SEM and TEM were performed according to standard protocols. For SEM, embryos were fixed in 2.5% glutaraldehyde in 0.1 M sodium cacodylate buffer (pH 7.2) and then postfixed in osmium tetroxide. Embryos were then critical point dried and sputter-coated with gold. Imaging was performed on an FEI Model Quanta 200 ESEM. For TEM, embryos were fixed overnight in 2% formaldehyde + 2% glutaraldehyde in 0.1 M cacodylate and then post-fixed in reduced osmium. The embryos were then put in 1% tannic acid and then 1% uranyl acetate, for 1 hour each. Samples were then dehydrated in ethanol and embedded in low viscosity resin. Sections of 70 nm were cut on a Reichert-Jung Ultracut E ultramicrotome and observed using an FEI Tecnai 12 electron microscope at 80 kV.

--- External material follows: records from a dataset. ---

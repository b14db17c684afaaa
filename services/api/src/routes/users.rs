//! User account, profile, and subscription handlers

use axum::{
    Json,
    extract::{Path, Query, State},
    http::StatusCode,
    response::IntoResponse,
};
use std::collections::HashSet;
use uuid::Uuid;

use crate::{
    error::ApiError,
    middleware::{CurrentUser, MaybeUser},
    models::user::{
        AvatarRequest, AvatarResponse, CreateUserRequest, CreatedUserResponse, SetPasswordRequest,
        SubscribeQuery, SubscriptionsQuery, UserResponse,
    },
    models::{Page, PageQuery, clamp_paging},
    state::AppState,
    validation,
};

/// Register a new user
pub async fn register(
    State(state): State<AppState>,
    Json(payload): Json<CreateUserRequest>,
) -> Result<impl IntoResponse, ApiError> {
    validation::validate_email(&payload.email).map_err(|message| ApiError::InvalidField {
        field: "email",
        message,
    })?;
    validation::validate_username(&payload.username).map_err(|message| ApiError::InvalidField {
        field: "username",
        message,
    })?;
    validation::validate_name(&payload.first_name).map_err(|message| ApiError::InvalidField {
        field: "first_name",
        message,
    })?;
    validation::validate_name(&payload.last_name).map_err(|message| ApiError::InvalidField {
        field: "last_name",
        message,
    })?;
    validation::validate_password(&payload.password).map_err(|message| ApiError::InvalidField {
        field: "password",
        message,
    })?;

    let user = state.users.create(&payload).await?;

    Ok((
        StatusCode::CREATED,
        Json(CreatedUserResponse::from_user(&user)),
    ))
}

/// Get users with pagination
pub async fn list(
    State(state): State<AppState>,
    MaybeUser(viewer): MaybeUser,
    Query(query): Query<PageQuery>,
) -> Result<impl IntoResponse, ApiError> {
    let paging = query.clamp(state.config.page_size);
    let (users, total) = state.users.list(paging).await?;

    let followed = match &viewer {
        Some(viewer) => {
            let ids: Vec<Uuid> = users.iter().map(|user| user.id).collect();
            state.follows.followed_ids(viewer.id, &ids).await?
        }
        None => HashSet::new(),
    };

    let items: Vec<UserResponse> = users
        .iter()
        .map(|user| UserResponse::from_user(user, followed.contains(&user.id)))
        .collect();

    Ok(Json(Page {
        items,
        page: paging.page,
        limit: paging.limit,
        total,
    }))
}

/// Get a user's profile
pub async fn detail(
    State(state): State<AppState>,
    MaybeUser(viewer): MaybeUser,
    Path(id): Path<Uuid>,
) -> Result<impl IntoResponse, ApiError> {
    let user = state
        .users
        .find_by_id(id)
        .await?
        .ok_or(ApiError::NotFound("User"))?;

    let is_subscribed = match &viewer {
        Some(viewer) => state.follows.is_following(viewer.id, user.id).await?,
        None => false,
    };

    Ok(Json(UserResponse::from_user(&user, is_subscribed)))
}

/// Get the caller's own profile; one cannot subscribe to oneself
pub async fn me(CurrentUser(user): CurrentUser) -> impl IntoResponse {
    Json(UserResponse::from_user(&user, false))
}

/// Change the caller's password
pub async fn set_password(
    State(state): State<AppState>,
    CurrentUser(user): CurrentUser,
    Json(payload): Json<SetPasswordRequest>,
) -> Result<impl IntoResponse, ApiError> {
    validation::validate_password(&payload.new_password).map_err(|message| {
        ApiError::InvalidField {
            field: "new_password",
            message,
        }
    })?;

    if !state
        .users
        .verify_password(&user, &payload.current_password)
        .await?
    {
        return Err(ApiError::InvalidField {
            field: "current_password",
            message: "Wrong password".to_string(),
        });
    }

    state.users.set_password(user.id, &payload.new_password).await?;

    Ok(StatusCode::NO_CONTENT)
}

/// Replace the caller's avatar
pub async fn set_avatar(
    State(state): State<AppState>,
    CurrentUser(user): CurrentUser,
    Json(payload): Json<AvatarRequest>,
) -> Result<impl IntoResponse, ApiError> {
    let avatar = payload
        .avatar
        .ok_or(ApiError::EmptyField { field: "avatar" })?;

    state.users.set_avatar(user.id, Some(&avatar)).await?;

    Ok((
        StatusCode::CREATED,
        Json(AvatarResponse {
            avatar: Some(avatar),
        }),
    ))
}

/// Clear the caller's avatar
pub async fn delete_avatar(
    State(state): State<AppState>,
    CurrentUser(user): CurrentUser,
) -> Result<impl IntoResponse, ApiError> {
    state.users.set_avatar(user.id, None).await?;

    Ok(StatusCode::NO_CONTENT)
}

/// Subscribe to an author
pub async fn subscribe(
    State(state): State<AppState>,
    CurrentUser(caller): CurrentUser,
    Path(id): Path<Uuid>,
    Query(query): Query<SubscribeQuery>,
) -> Result<impl IntoResponse, ApiError> {
    let author = state
        .users
        .find_by_id(id)
        .await?
        .ok_or(ApiError::NotFound("User"))?;

    let card = state
        .subscriptions
        .subscribe(&caller, &author, query.recipes_limit)
        .await?;

    Ok((StatusCode::CREATED, Json(card)))
}

/// Unsubscribe from an author
pub async fn unsubscribe(
    State(state): State<AppState>,
    CurrentUser(caller): CurrentUser,
    Path(id): Path<Uuid>,
) -> Result<impl IntoResponse, ApiError> {
    let author = state
        .users
        .find_by_id(id)
        .await?
        .ok_or(ApiError::NotFound("User"))?;

    state.subscriptions.unsubscribe(&caller, author.id).await?;

    Ok(StatusCode::NO_CONTENT)
}

/// Authors the caller follows, with recipe previews
pub async fn subscriptions(
    State(state): State<AppState>,
    CurrentUser(caller): CurrentUser,
    Query(query): Query<SubscriptionsQuery>,
) -> Result<impl IntoResponse, ApiError> {
    let paging = clamp_paging(query.page, query.limit, state.config.page_size);

    let page = state
        .subscriptions
        .list(&caller, paging, query.recipes_limit)
        .await?;

    Ok(Json(page))
}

We thank staff in the EM facility in the Faculty of Life Sciences, University of Manchester, for their assistance, and the Wellcome Trust for equipment grant support to the EM facility; Aleksandr Mironov, Leslie Lockey and Patrick Hill for assistance with EM; Raphael Thuret for help with collection of samples and Bethan Powell for assistance with in situ hybridisation; Saburo Nagata and Shigeyasu Tanaka for donation of antibodies; Martin Blum for sharing data and reagents prior to publication; and Kristian Franze for some help in the early stages of analysis of the phenotype.